Getting multiple values out of AppleScript is the easy part. Instead of returning a single value, return a list:
result = %x{ osascript <<APPLESCRIPT
tell application "Evernote"
if selection is not {} then
set the_selection to selection
if notebook of item 1 of the_selection is (notebook named "Writing") then
set title to title of item 1 of the_selection
set html to HTML content of item 1 of the_selection
return { title, html }
end if
else
return ""
end if
end tell
APPLESCRIPT}
The hard part is parsing the output. Supposing your title is This is a note and html is <h1>Hello World</h1>, osascript will return this:
This is a note, <h1>Hello World</h1>
You could split it on the , but if title happens to contain a comma, you've got a problem. You can also pass the -ss option to osascript, which makes it return formatted AppleScript objects, but you don't want to have to write your own AppleScript parser in Ruby.

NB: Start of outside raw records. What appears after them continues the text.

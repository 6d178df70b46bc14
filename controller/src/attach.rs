use anyhow::{Context, Result};
use std::fs::{File, OpenOptions};
use std::io::{self, Read, Write};
use std::path::Path;
use std::thread;

/// Connects the local terminal to a forked worker's pipes.
///
/// The pipes are opened in the order the worker opens them (stdin, stdout,
/// stderr), otherwise both sides block forever. Returns once the worker has
/// closed its stdout and stderr.
pub fn attach(directory: &Path) -> Result<()> {
    let (to_worker, from_stdout, from_stderr) = open_pipes(directory)?;

    // Detached: local stdin may never reach EOF.
    thread::spawn(move || relay(io::stdin(), to_worker));
    let errors = thread::spawn(move || relay(from_stderr, io::stderr()));
    relay(from_stdout, io::stdout()).context("Failed to relay worker stdout")?;

    errors
        .join()
        .map_err(|_| anyhow::anyhow!("stderr relay panicked"))?
        .context("Failed to relay worker stderr")?;
    Ok(())
}

fn open_pipes(directory: &Path) -> Result<(File, File, File)> {
    let open_read = |name: &str| {
        let path = directory.join(name);
        File::open(&path).with_context(|| format!("Failed to open {}", path.display()))
    };

    let stdin_path = directory.join("stdin");
    let stdin = OpenOptions::new()
        .write(true)
        .open(&stdin_path)
        .with_context(|| format!("Failed to open {}", stdin_path.display()))?;
    let stdout = open_read("stdout")?;
    let stderr = open_read("stderr")?;
    Ok((stdin, stdout, stderr))
}

fn relay(mut from: impl Read, mut to: impl Write) -> io::Result<u64> {
    let copied = io::copy(&mut from, &mut to)?;
    to.flush()?;
    Ok(copied)
}

#[cfg(test)]
mod tests {
    use super::*;
    use nix::sys::stat::Mode;
    use nix::unistd::mkfifo;

    #[test]
    fn test_pipes_open_in_worker_order() {
        let dir = tempfile::tempdir().unwrap();
        for name in ["stdin", "stdout", "stderr"] {
            mkfifo(&dir.path().join(name), Mode::S_IRUSR | Mode::S_IWUSR).unwrap();
        }

        let path = dir.path().to_path_buf();
        let worker = thread::spawn(move || {
            let mut stdin = File::open(path.join("stdin")).unwrap();
            let mut stdout = OpenOptions::new().write(true).open(path.join("stdout")).unwrap();
            let stderr = OpenOptions::new().write(true).open(path.join("stderr")).unwrap();

            let mut line = [0u8; 6];
            stdin.read_exact(&mut line).unwrap();
            stdout.write_all(b"ok\x013\n").unwrap();
            drop(stderr);
            line
        });

        let (mut to_worker, mut from_stdout, mut from_stderr) = open_pipes(dir.path()).unwrap();
        to_worker.write_all(b"hello\n").unwrap();

        let mut out = Vec::new();
        relay(&mut from_stdout, &mut out).unwrap();
        let mut err = Vec::new();
        relay(&mut from_stderr, &mut err).unwrap();

        assert_eq!(&worker.join().unwrap(), b"hello\n");
        assert_eq!(out, b"ok\x013\n");
        assert!(err.is_empty());
    }
}
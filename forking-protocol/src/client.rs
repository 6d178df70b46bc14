use crate::messages::{ControlCommand, ControlResponse};
use anyhow::{Context, Result};
use log::debug;
use std::time::Duration;
use tokio::io::{AsyncBufReadExt, AsyncWriteExt, BufReader};
use tokio::net::TcpStream;
use tokio::time::timeout;

pub const DEFAULT_CLIENT_TIMEOUT: Duration = Duration::from_secs(5);

/// Talks to a running service, one connection per request.
#[derive(Debug, Clone)]
pub struct ControlClient {
    address: String,
    timeout: Duration,
}

impl ControlClient {
    pub fn new(address: impl Into<String>) -> Self {
        Self {
            address: address.into(),
            timeout: DEFAULT_CLIENT_TIMEOUT,
        }
    }

    /// Bounds connect, write and read together.
    pub fn with_timeout(mut self, timeout: Duration) -> Self {
        self.timeout = timeout;
        self
    }

    pub fn address(&self) -> &str {
        &self.address
    }

    /// Sends a typed command and parses the answer.
    pub async fn send_command(&self, command: ControlCommand) -> Result<ControlResponse> {
        let line = self.send_line(&command.to_line()).await?;
        Ok(ControlResponse::parse(&line))
    }

    /// Sends a raw line (a newline is appended if missing) and returns the raw answer.
    pub async fn send_line(&self, line: &str) -> Result<String> {
        timeout(self.timeout, self.exchange(line))
            .await
            .with_context(|| format!("No answer from {} within {:?}", self.address, self.timeout))?
    }

    async fn exchange(&self, line: &str) -> Result<String> {
        let mut stream = TcpStream::connect(&self.address)
            .await
            .with_context(|| format!("Failed to connect to {}", self.address))?;

        let mut request = line.to_string();
        if !request.ends_with('\n') {
            request.push('\n');
        }
        stream
            .write_all(request.as_bytes())
            .await
            .context("Failed to send request")?;

        let mut reader = BufReader::new(stream);
        let mut answer = String::new();
        reader
            .read_line(&mut answer)
            .await
            .context("Failed to read response")?;
        if answer.is_empty() {
            anyhow::bail!("Connection closed by {} without a response", self.address);
        }
        debug!("Client: {} answered {:?}", self.address, answer.trim_end());
        Ok(answer)
    }
}
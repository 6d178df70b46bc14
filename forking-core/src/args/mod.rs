//! Defines the command-line arguments shared by the daemon and its clients.
//!
//! Both binaries flatten [`ServiceArgs`] into their own `clap` parser so the
//! control socket address is spelled the same way everywhere. The flags are
//! optional so the daemon can tell an explicit flag apart from a default and
//! layer it over its settings file.

use crate::config::{ServiceConfig, DEFAULT_HOST, DEFAULT_PORT};
use clap::Args;

/// Address of the control socket.
#[derive(Args, Debug, Clone, Default, PartialEq, Eq)]
pub struct ServiceArgs {
    /// Host the control socket binds to (daemon) or connects to (clients) [default: 127.0.0.1]
    #[arg(long)]
    host: Option<String>,

    /// Control socket port; 0 lets the daemon pick a free port [default: 4156]
    #[arg(short, long)]
    port: Option<u16>,
}

impl ServiceArgs {
    pub fn host(&self) -> &str {
        self.host.as_deref().unwrap_or(DEFAULT_HOST)
    }

    pub fn port(&self) -> u16 {
        self.port.unwrap_or(DEFAULT_PORT)
    }

    /// Converts the parsed flags into a [`ServiceConfig`], defaults filled in.
    pub fn to_config(&self) -> ServiceConfig {
        ServiceConfig::new(self.host(), self.port())
    }

    /// Overrides the fields of `base` that were given on the command line.
    pub fn apply_to(&self, base: &ServiceConfig) -> ServiceConfig {
        ServiceConfig::new(
            self.host.as_deref().unwrap_or(base.host()),
            self.port.unwrap_or(base.port()),
        )
    }
}

#[cfg(test)]
mod tests {
    use super::*;
    use clap::Parser;

    #[derive(Parser)]
    struct TestCli {
        #[command(flatten)]
        service: ServiceArgs,
    }

    #[test]
    fn test_defaults() {
        let cli = TestCli::parse_from(["test"]);
        assert_eq!(cli.service.to_config(), ServiceConfig::default());
    }

    #[test]
    fn test_explicit_address() {
        let cli = TestCli::parse_from(["test", "--host", "0.0.0.0", "-p", "0"]);
        assert_eq!(cli.service.host(), "0.0.0.0");
        assert_eq!(cli.service.port(), 0);
    }

    #[test]
    fn test_apply_only_overrides_given_flags() {
        let cli = TestCli::parse_from(["test", "--port", "7000"]);
        let base = ServiceConfig::new("10.0.0.1", 4156);

        assert_eq!(cli.service.apply_to(&base), ServiceConfig::new("10.0.0.1", 7000));
    }
}
//! The Timeout Registry.
//!
//! Every blocking or polling operation of the service is bounded by one of
//! the durations below. The constants are the defaults; a [`Timeouts`] value
//! carries the (possibly overridden) set actually used by a service instance.

use serde::{Deserialize, Serialize};
use std::time::Duration;

/// How long a single accept waits before the loop re-checks the termination flag.
pub const SOCKET_TIMEOUT: Duration = Duration::from_secs(1);

/// How long an accepted control connection may take to deliver its request line.
pub const WAIT_FOR_REQUEST_TIMEOUT: Duration = Duration::from_secs(1);

/// Poll interval used while waiting for children to exit.
pub const SLEEP_FOR_CHILDREN_TIMEOUT: Duration = Duration::from_secs(1);

/// Total time the service waits for children when draining.
pub const WAIT_FOR_CHILDREN_TIMEOUT: Duration = Duration::from_secs(5 * 60);

/// The set of durations a service instance runs with.
///
/// In settings files every field is expressed as fractional seconds.
#[derive(Debug, Clone, Copy, PartialEq, Serialize, Deserialize)]
pub struct Timeouts {
    #[serde(with = "seconds", default = "default_socket_timeout")]
    socket_timeout: Duration,
    #[serde(with = "seconds", default = "default_request_timeout")]
    request_timeout: Duration,
    #[serde(with = "seconds", default = "default_sleep_for_children")]
    sleep_for_children: Duration,
    #[serde(with = "seconds", default = "default_wait_for_children")]
    wait_for_children: Duration,
}

fn default_socket_timeout() -> Duration {
    SOCKET_TIMEOUT
}

fn default_request_timeout() -> Duration {
    WAIT_FOR_REQUEST_TIMEOUT
}

fn default_sleep_for_children() -> Duration {
    SLEEP_FOR_CHILDREN_TIMEOUT
}

fn default_wait_for_children() -> Duration {
    WAIT_FOR_CHILDREN_TIMEOUT
}

impl Default for Timeouts {
    fn default() -> Self {
        Self {
            socket_timeout: SOCKET_TIMEOUT,
            request_timeout: WAIT_FOR_REQUEST_TIMEOUT,
            sleep_for_children: SLEEP_FOR_CHILDREN_TIMEOUT,
            wait_for_children: WAIT_FOR_CHILDREN_TIMEOUT,
        }
    }
}

impl Timeouts {
    pub fn with_socket_timeout(mut self, timeout: Duration) -> Self {
        self.socket_timeout = timeout;
        self
    }

    pub fn with_request_timeout(mut self, timeout: Duration) -> Self {
        self.request_timeout = timeout;
        self
    }

    pub fn with_sleep_for_children(mut self, interval: Duration) -> Self {
        self.sleep_for_children = interval;
        self
    }

    pub fn with_wait_for_children(mut self, timeout: Duration) -> Self {
        self.wait_for_children = timeout;
        self
    }

    pub fn socket_timeout(&self) -> Duration {
        self.socket_timeout
    }

    pub fn request_timeout(&self) -> Duration {
        self.request_timeout
    }

    pub fn sleep_for_children(&self) -> Duration {
        self.sleep_for_children
    }

    pub fn wait_for_children(&self) -> Duration {
        self.wait_for_children
    }
}

/// (De)serializes a `Duration` as fractional seconds.
mod seconds {
    use serde::de::Error;
    use serde::{Deserialize, Deserializer, Serializer};
    use std::time::Duration;

    pub fn serialize<S: Serializer>(value: &Duration, serializer: S) -> Result<S::Ok, S::Error> {
        serializer.serialize_f64(value.as_secs_f64())
    }

    pub fn deserialize<'de, D: Deserializer<'de>>(deserializer: D) -> Result<Duration, D::Error> {
        let secs = f64::deserialize(deserializer)?;
        Duration::try_from_secs_f64(secs).map_err(D::Error::custom)
    }
}

#[cfg(test)]
mod tests {
    use super::*;

    #[test]
    fn test_defaults_match_constants() {
        let timeouts = Timeouts::default();
        assert_eq!(timeouts.socket_timeout(), SOCKET_TIMEOUT);
        assert_eq!(timeouts.request_timeout(), WAIT_FOR_REQUEST_TIMEOUT);
        assert_eq!(timeouts.sleep_for_children(), SLEEP_FOR_CHILDREN_TIMEOUT);
        assert_eq!(timeouts.wait_for_children(), WAIT_FOR_CHILDREN_TIMEOUT);
    }

    #[test]
    fn test_overrides_only_touch_their_field() {
        let timeouts = Timeouts::default()
            .with_socket_timeout(Duration::from_millis(50))
            .with_wait_for_children(Duration::from_secs(2));

        assert_eq!(timeouts.socket_timeout(), Duration::from_millis(50));
        assert_eq!(timeouts.wait_for_children(), Duration::from_secs(2));
        assert_eq!(timeouts.request_timeout(), WAIT_FOR_REQUEST_TIMEOUT);
        assert_eq!(timeouts.sleep_for_children(), SLEEP_FOR_CHILDREN_TIMEOUT);
    }
}
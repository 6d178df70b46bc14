use crate::process::{ChildRegistry, WorkerSpawner};
use crate::state::TerminationFlag;
use forking_protocol::{ControlCommand, ControlResponse};
use log::{error, info, warn};

/// Maps one request line to an action and the line to answer with.
///
/// Never fails: anything unexpected becomes a `FAILURE` response.
pub struct CommandDispatcher {
    spawner: WorkerSpawner,
    termination: TerminationFlag,
}

impl CommandDispatcher {
    pub fn new(spawner: WorkerSpawner, termination: TerminationFlag) -> Self {
        Self {
            spawner,
            termination,
        }
    }

    /// Handles a request.
    ///
    /// # Arguments
    ///
    /// * `line` - The raw request line.
    /// * `registry` - Receives the handle of a successfully forked worker.
    pub fn dispatch(&self, line: &str, registry: &mut ChildRegistry) -> ControlResponse {
        let command = match line.parse::<ControlCommand>() {
            Ok(command) => command,
            Err(e) => {
                warn!("Dispatcher: rejected {:?}: {}", line.trim_end(), e);
                return ControlResponse::failure(e);
            }
        };

        match command {
            ControlCommand::Hello => ControlResponse::Alive,
            ControlCommand::Quit => {
                if self.termination.request() {
                    info!("Dispatcher: quit requested");
                }
                ControlResponse::Quitting
            }
            ControlCommand::Fork { argument } => match self.spawner.spawn(argument) {
                Ok(handle) => {
                    let directory = handle.directory().to_path_buf();
                    registry.register(handle);
                    ControlResponse::Forked(directory)
                }
                Err(e) => {
                    error!("Dispatcher: fork {} failed: {}", argument, e);
                    ControlResponse::failure(format!("fork failed: {}", e))
                }
            },
        }
    }
}
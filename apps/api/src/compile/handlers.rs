//! Axum route handlers for the compile API.

use axum::{
    extract::{rejection::JsonRejection, Path, State},
    http::header,
    response::IntoResponse,
    Json,
};
use base64::{engine::general_purpose::STANDARD, Engine};
use serde::{Deserialize, Serialize};
use tracing::debug;
use uuid::Uuid;

use crate::compile::{ArtifactDelivery, CompilationResult};
use crate::errors::AppError;
use crate::state::AppState;

pub const PDF_DATA_URL_PREFIX: &str = "data:application/pdf;base64,";

// ────────────────────────────────────────────────────────────────────────────
// Request / Response types
// ────────────────────────────────────────────────────────────────────────────

/// Both field names are in use by editor clients.
#[derive(Debug, Deserialize)]
pub struct CompileRequest {
    #[serde(default, alias = "latexCode")]
    pub latex: Option<String>,
}

#[derive(Debug, Serialize)]
#[serde(rename_all = "camelCase")]
pub struct CompileResponse {
    pub success: bool,
    #[serde(skip_serializing_if = "Option::is_none")]
    pub pdf: Option<String>,
    #[serde(skip_serializing_if = "Option::is_none")]
    pub pdf_url: Option<String>,
}

impl CompileResponse {
    fn inline(artifact: &[u8]) -> Self {
        Self {
            success: true,
            pdf: Some(format!("{PDF_DATA_URL_PREFIX}{}", STANDARD.encode(artifact))),
            pdf_url: None,
        }
    }

    fn reference(workspace_id: Uuid) -> Self {
        Self {
            success: true,
            pdf: None,
            pdf_url: Some(artifact_url(workspace_id)),
        }
    }
}

pub fn artifact_url(workspace_id: Uuid) -> String {
    format!("/api/v1/latex/artifacts/{workspace_id}")
}

// ────────────────────────────────────────────────────────────────────────────
// Handlers
// ────────────────────────────────────────────────────────────────────────────

/// POST /api/v1/latex/compile (also mounted at POST /api)
///
/// Compiles the submitted LaTeX. A document the toolchain rejects is a 500
/// carrying the log summary; a missing or blank body is a 400.
pub async fn handle_compile(
    State(state): State<AppState>,
    payload: Result<Json<CompileRequest>, JsonRejection>,
) -> Result<Json<CompileResponse>, AppError> {
    let Json(request) =
        payload.map_err(|e| AppError::Validation(format!("Invalid request body: {e}")))?;
    let source = request
        .latex
        .ok_or_else(|| AppError::Validation("No LaTeX content provided".to_string()))?;

    debug!(source_len = source.len(), "Received LaTeX for compilation");

    match state.compiler.compile(&source).await? {
        CompilationResult::Success {
            workspace_id,
            artifact,
        } => Ok(Json(match state.compiler.delivery() {
            ArtifactDelivery::Inline => CompileResponse::inline(&artifact),
            ArtifactDelivery::Reference => CompileResponse::reference(workspace_id),
        })),
        CompilationResult::Failure { message } => Err(AppError::Compilation(message)),
    }
}

/// GET /api/v1/latex/artifacts/:id
///
/// Serves the raw PDF of a reference-delivered compile.
pub async fn handle_get_artifact(
    State(state): State<AppState>,
    Path(id): Path<String>,
) -> Result<impl IntoResponse, AppError> {
    let workspace_id = Uuid::parse_str(&id)
        .map_err(|_| AppError::NotFound(format!("Artifact {id} not found")))?;

    let bytes = state.compiler.artifact(workspace_id).await?;

    Ok((
        [
            (header::CONTENT_TYPE, "application/pdf"),
            (header::CONTENT_DISPOSITION, "inline; filename=\"resume.pdf\""),
        ],
        bytes,
    ))
}
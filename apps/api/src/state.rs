use std::sync::Arc;

use crate::backend::BackendClient;
use crate::compile::{CompileService, CompilerInvoker, WorkspaceManager};
use crate::config::Config;

/// Shared application state injected into all route handlers via Axum extractors.
#[derive(Clone)]
pub struct AppState {
    pub config: Config,
    /// LaTeX pipeline. The invoker inside is pluggable; production uses `LatexInvoker`.
    pub compiler: CompileService,
    /// Account / GitHub-import backend that the `/api/auth` and `/api/github/*`
    /// routes proxy to.
    pub backend: BackendClient,
}

impl AppState {
    pub fn new(
        config: Config,
        invoker: Arc<dyn CompilerInvoker>,
        backend: BackendClient,
    ) -> Self {
        let compiler = CompileService::new(
            invoker,
            WorkspaceManager::new(config.workspace_root.clone()),
            config.retention,
            config.artifact_delivery,
        );
        Self {
            config,
            compiler,
            backend,
        }
    }
}
//! ResumeTailor API: LaTeX-to-PDF compilation for the resume editor, plus
//! thin proxies to the account and GitHub-import backend.

pub mod backend;
pub mod compile;
pub mod config;
pub mod editor;
pub mod errors;
pub mod routes;
pub mod state;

An alternative, if you know title will never contain a line break, is to put a line break after the title:
result = %x{ osascript <<APPLESCRIPT
...
if notebook of item 1 of the_selection is (notebook named "Writing") then
set title to title of item 1 of the_selection
set html to HTML content of item 1 of the_selection
return title & "\n" & html
end if
...
APPLESCRIPT}.chomp
Now the output (result) will look like this:
This is a note
<h1>Hello World</h1>
...and you can get the title and HTML like this:
title, html = result.split("\n", 2)
puts title
# => This is a note
puts html
# => <h1>Hello World</h1>
Now, if you have line breaks in any of your titles (I can't remember if Evernote allows that or not), or if you want to return more than two values, this will be problematic as well. The next simplest solution would be to choose some kind of delimiter that's unlikely to appear in any part of the output, for example %!%:
DELIMITER = '%!%'
result = %x{ osascript <<APPLESCRIPT
...
if notebook of item 1 of the_selection is (notebook named "Writing") then
set title to title of item 1 of the_selection
set html to HTML content of item 1 of the_selection
return title & "#{DELIMITER}" & html
end if
...
APPLESCRIPT}.chomp
# =>This is a note%!%<h1>Hello World</h1>
title, html = result.split(DELIMITER, 2)
If all else fails, you could use an addon to make osascript output a known format that Ruby knows how to parse. Just now I found this free JSON Helper that looks pretty handy.